## YOUR OBJECTIVE
An exact copy is required of the lines from the one with "pub mod errors;" through the last line of the material below, and of nothing else.

## DATA FOR ANALYSIS
//! Visor de geocercas y zonas de reparto.
//!
//! Lee los vertices desde SQL Server (o CSV), limpia las coordenadas, agrupa en
//! poligonos y los sirve a una pagina Leaflet.

pub mod api;
pub mod cache;
pub mod color;
pub mod config;
pub mod errors;
pub mod fuente;
pub mod limpieza;
pub mod mapa;
pub mod poligonos;
pub mod types;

## RESULT BELOW
pub mod errors;
pub mod fuente;
pub mod limpieza;
pub mod mapa;
pub mod poligonos;
pub mod types;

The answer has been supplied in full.